WHAT THE EXERCISE ASKS: In the data below, find the line containing "filename src/feedback.rs", then set down that line and every later line up to and including the line containing "pub fn sample_count(&self)", exactly.

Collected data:

>>>

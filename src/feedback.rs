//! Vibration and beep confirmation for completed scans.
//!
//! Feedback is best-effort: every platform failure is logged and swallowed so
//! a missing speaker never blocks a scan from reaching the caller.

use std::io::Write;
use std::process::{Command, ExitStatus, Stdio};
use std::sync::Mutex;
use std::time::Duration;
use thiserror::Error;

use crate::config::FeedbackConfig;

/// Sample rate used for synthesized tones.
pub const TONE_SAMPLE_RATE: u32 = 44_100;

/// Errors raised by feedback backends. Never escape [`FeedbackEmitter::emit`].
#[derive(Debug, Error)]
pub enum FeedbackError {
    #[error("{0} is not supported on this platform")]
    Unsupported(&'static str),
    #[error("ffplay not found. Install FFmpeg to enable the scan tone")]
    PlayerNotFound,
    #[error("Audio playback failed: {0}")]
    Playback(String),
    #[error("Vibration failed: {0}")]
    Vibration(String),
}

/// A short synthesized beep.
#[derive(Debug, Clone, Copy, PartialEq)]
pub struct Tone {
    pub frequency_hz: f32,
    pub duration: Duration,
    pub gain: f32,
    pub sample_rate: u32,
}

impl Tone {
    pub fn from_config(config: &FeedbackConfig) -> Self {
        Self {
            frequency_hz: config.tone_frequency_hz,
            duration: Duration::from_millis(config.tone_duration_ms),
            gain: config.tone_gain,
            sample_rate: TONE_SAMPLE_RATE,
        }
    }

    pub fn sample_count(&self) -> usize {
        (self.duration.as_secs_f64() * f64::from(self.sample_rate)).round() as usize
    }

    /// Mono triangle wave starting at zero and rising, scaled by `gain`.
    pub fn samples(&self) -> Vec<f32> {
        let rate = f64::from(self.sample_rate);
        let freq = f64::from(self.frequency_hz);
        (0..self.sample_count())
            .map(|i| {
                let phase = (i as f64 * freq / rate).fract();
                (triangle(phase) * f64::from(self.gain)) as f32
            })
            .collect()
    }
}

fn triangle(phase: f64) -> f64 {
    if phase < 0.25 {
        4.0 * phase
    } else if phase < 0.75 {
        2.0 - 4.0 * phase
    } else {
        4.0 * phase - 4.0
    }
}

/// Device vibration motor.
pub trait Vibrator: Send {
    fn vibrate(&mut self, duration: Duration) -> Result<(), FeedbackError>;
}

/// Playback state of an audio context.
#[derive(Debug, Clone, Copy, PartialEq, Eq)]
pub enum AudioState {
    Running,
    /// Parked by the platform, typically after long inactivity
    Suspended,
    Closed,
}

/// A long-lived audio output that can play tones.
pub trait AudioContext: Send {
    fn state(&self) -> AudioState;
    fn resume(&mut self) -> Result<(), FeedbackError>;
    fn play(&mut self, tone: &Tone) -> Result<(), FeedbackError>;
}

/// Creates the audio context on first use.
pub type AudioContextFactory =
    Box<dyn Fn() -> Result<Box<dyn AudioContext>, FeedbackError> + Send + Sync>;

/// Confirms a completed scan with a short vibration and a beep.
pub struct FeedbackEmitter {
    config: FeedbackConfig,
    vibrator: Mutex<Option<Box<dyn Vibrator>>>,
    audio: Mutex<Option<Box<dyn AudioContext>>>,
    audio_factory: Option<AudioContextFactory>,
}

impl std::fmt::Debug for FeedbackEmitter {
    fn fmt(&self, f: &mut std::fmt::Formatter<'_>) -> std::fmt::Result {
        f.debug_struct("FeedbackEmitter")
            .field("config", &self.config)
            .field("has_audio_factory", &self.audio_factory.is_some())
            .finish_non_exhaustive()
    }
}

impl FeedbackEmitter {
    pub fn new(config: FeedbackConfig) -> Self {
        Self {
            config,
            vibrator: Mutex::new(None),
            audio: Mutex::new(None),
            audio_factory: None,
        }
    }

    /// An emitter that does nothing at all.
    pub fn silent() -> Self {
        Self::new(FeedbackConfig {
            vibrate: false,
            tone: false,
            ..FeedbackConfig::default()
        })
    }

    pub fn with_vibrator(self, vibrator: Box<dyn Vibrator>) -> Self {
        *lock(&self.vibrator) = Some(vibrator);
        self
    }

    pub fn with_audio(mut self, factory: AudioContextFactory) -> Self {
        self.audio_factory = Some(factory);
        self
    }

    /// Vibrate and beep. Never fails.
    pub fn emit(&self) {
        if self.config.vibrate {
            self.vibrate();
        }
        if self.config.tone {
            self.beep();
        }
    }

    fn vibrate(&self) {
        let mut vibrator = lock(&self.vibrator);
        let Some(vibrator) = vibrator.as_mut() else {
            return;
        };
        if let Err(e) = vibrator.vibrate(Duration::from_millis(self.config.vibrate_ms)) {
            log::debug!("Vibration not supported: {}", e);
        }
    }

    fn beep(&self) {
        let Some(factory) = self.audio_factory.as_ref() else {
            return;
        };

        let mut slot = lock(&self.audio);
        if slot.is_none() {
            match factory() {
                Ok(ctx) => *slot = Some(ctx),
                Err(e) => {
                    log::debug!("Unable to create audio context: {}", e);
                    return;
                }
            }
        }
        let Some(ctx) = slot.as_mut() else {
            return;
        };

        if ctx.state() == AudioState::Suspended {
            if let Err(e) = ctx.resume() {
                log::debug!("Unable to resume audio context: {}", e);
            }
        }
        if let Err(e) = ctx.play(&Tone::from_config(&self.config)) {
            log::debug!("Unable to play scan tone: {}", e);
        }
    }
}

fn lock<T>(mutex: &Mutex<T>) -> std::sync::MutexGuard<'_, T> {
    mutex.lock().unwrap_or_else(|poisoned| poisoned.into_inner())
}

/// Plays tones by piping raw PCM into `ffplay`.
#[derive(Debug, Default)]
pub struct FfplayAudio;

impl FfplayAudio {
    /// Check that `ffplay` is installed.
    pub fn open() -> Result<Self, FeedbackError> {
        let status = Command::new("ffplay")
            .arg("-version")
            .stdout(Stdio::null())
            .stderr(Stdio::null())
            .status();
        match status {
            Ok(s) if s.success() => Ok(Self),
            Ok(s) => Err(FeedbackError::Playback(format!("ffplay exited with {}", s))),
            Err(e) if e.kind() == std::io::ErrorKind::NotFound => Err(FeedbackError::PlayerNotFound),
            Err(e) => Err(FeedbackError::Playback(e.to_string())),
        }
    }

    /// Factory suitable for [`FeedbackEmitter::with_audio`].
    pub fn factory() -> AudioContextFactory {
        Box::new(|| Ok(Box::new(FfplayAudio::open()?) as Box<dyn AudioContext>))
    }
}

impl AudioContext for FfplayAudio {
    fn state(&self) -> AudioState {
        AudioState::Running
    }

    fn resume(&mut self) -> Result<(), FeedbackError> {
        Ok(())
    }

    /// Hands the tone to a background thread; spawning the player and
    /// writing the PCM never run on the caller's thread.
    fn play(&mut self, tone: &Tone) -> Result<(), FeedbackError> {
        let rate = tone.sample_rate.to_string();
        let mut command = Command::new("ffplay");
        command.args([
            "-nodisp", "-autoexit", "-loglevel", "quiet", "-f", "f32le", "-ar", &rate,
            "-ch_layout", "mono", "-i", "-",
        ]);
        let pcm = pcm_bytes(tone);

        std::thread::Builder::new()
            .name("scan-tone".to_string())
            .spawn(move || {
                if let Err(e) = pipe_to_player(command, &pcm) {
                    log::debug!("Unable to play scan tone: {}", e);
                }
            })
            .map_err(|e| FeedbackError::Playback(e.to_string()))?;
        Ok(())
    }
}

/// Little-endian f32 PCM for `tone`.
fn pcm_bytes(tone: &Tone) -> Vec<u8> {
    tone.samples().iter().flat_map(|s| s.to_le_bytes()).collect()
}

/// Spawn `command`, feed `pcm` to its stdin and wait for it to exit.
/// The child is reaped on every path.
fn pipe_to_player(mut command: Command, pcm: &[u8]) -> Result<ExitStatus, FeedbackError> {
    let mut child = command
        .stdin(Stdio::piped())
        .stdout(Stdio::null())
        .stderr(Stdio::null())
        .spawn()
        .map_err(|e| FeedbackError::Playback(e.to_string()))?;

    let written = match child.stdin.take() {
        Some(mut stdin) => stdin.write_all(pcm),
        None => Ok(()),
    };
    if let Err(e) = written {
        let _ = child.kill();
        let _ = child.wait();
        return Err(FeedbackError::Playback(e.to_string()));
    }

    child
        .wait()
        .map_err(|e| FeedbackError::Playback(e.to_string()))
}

<<<
>>>

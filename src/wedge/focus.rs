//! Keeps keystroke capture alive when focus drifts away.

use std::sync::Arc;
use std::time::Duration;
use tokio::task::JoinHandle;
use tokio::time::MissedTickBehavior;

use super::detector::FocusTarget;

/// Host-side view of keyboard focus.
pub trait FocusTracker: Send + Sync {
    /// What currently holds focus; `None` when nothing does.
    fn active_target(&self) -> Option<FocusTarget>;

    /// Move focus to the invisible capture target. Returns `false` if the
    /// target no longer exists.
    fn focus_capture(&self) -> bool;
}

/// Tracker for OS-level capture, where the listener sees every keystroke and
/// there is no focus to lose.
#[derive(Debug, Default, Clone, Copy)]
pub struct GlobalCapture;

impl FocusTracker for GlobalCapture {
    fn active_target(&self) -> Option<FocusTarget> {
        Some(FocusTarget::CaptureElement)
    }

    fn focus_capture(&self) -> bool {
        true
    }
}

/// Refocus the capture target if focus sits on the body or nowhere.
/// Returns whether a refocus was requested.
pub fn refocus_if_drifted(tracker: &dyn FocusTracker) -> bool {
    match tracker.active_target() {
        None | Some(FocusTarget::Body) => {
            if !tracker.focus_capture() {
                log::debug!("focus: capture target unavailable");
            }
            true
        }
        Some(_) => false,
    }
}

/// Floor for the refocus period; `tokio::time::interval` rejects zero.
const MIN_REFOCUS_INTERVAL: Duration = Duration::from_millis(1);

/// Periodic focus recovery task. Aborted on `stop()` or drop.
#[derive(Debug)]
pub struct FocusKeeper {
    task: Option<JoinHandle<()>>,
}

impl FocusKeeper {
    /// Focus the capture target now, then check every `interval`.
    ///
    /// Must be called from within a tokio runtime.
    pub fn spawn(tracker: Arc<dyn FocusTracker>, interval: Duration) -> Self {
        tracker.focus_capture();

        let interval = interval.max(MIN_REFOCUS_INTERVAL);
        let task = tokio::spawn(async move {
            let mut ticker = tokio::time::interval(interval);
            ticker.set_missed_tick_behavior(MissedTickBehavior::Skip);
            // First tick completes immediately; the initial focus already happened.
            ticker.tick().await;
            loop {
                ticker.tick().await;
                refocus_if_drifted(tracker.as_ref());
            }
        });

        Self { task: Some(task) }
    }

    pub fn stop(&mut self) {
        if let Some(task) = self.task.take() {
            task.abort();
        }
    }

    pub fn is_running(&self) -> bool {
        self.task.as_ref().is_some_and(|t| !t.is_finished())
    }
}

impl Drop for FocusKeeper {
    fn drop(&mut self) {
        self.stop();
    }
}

<<<
>>>

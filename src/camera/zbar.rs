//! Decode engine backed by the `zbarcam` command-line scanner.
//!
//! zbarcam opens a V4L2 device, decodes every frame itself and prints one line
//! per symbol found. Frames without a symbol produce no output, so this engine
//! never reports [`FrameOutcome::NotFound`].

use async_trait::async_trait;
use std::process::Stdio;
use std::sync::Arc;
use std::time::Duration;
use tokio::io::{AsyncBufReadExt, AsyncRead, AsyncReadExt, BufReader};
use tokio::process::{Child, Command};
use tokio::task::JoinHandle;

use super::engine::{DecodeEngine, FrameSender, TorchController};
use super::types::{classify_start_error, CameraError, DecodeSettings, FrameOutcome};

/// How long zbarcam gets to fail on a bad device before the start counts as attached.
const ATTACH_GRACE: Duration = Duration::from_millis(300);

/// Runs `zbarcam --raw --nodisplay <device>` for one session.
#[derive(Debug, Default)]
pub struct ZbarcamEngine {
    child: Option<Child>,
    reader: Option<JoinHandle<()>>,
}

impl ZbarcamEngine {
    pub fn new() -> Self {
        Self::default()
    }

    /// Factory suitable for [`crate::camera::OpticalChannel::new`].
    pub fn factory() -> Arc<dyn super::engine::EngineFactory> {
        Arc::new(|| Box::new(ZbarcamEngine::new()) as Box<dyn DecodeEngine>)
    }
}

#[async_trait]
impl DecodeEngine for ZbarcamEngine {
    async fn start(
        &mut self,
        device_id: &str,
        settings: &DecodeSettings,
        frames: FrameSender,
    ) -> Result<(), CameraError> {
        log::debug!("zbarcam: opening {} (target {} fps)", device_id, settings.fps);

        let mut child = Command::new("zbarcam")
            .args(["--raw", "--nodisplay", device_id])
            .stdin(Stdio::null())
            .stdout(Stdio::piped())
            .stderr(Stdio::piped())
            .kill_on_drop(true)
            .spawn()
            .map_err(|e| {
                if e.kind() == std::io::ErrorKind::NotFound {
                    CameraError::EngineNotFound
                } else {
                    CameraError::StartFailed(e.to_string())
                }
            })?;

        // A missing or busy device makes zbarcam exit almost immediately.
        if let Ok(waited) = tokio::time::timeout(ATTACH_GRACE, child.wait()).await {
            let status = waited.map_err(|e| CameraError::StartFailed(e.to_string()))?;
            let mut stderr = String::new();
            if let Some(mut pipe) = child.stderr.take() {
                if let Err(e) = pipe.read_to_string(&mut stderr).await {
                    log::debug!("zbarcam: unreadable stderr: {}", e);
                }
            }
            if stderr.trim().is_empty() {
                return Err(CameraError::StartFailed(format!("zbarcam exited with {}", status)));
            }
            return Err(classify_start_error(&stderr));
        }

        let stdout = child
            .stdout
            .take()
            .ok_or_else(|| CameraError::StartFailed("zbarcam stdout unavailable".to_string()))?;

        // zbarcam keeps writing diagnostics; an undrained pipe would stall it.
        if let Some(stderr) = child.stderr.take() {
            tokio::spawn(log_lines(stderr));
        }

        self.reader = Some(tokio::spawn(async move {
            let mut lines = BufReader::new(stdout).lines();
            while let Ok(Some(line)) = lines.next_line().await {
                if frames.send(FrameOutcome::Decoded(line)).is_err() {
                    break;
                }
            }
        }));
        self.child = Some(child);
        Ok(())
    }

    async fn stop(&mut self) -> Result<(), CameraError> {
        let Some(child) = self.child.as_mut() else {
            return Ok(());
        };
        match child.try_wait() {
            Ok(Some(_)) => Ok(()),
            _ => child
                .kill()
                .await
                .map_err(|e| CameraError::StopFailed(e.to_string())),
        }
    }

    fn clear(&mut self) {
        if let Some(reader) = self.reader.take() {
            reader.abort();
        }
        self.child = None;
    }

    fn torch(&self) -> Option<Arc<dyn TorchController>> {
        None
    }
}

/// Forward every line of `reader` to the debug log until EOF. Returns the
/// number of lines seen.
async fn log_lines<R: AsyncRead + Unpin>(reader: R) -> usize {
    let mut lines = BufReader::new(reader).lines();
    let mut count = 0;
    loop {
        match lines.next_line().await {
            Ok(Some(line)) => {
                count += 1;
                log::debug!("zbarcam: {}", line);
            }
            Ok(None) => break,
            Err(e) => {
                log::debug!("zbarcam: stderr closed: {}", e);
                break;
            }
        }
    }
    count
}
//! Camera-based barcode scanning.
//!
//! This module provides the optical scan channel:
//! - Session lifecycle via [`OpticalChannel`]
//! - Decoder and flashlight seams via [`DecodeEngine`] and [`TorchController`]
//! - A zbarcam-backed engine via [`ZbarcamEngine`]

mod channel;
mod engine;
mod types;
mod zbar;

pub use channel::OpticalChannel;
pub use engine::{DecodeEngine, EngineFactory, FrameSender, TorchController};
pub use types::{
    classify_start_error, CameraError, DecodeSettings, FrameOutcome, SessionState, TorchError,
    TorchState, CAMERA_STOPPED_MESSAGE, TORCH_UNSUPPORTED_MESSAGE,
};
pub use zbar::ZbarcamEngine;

<<<

TASK RESPONSE:
filename src/feedback.rs
//! Vibration and beep confirmation for completed scans.
//!
//! Feedback is best-effort: every platform failure is logged and swallowed so
//! a missing speaker never blocks a scan from reaching the caller.

use std::io::Write;
use std::process::{Command, ExitStatus, Stdio};
use std::sync::Mutex;
use std::time::Duration;
use thiserror::Error;

use crate::config::FeedbackConfig;

/// Sample rate used for synthesized tones.
pub const TONE_SAMPLE_RATE: u32 = 44_100;

/// Errors raised by feedback backends. Never escape [`FeedbackEmitter::emit`].
#[derive(Debug, Error)]
pub enum FeedbackError {
    #[error("{0} is not supported on this platform")]
    Unsupported(&'static str),
    #[error("ffplay not found. Install FFmpeg to enable the scan tone")]
    PlayerNotFound,
    #[error("Audio playback failed: {0}")]
    Playback(String),
    #[error("Vibration failed: {0}")]
    Vibration(String),
}

/// A short synthesized beep.
#[derive(Debug, Clone, Copy, PartialEq)]
pub struct Tone {
    pub frequency_hz: f32,
    pub duration: Duration,
    pub gain: f32,
    pub sample_rate: u32,
}

impl Tone {
    pub fn from_config(config: &FeedbackConfig) -> Self {
        Self {
            frequency_hz: config.tone_frequency_hz,
            duration: Duration::from_millis(config.tone_duration_ms),
            gain: config.tone_gain,
            sample_rate: TONE_SAMPLE_RATE,
        }
    }

    pub fn sample_count(&self) -> usize {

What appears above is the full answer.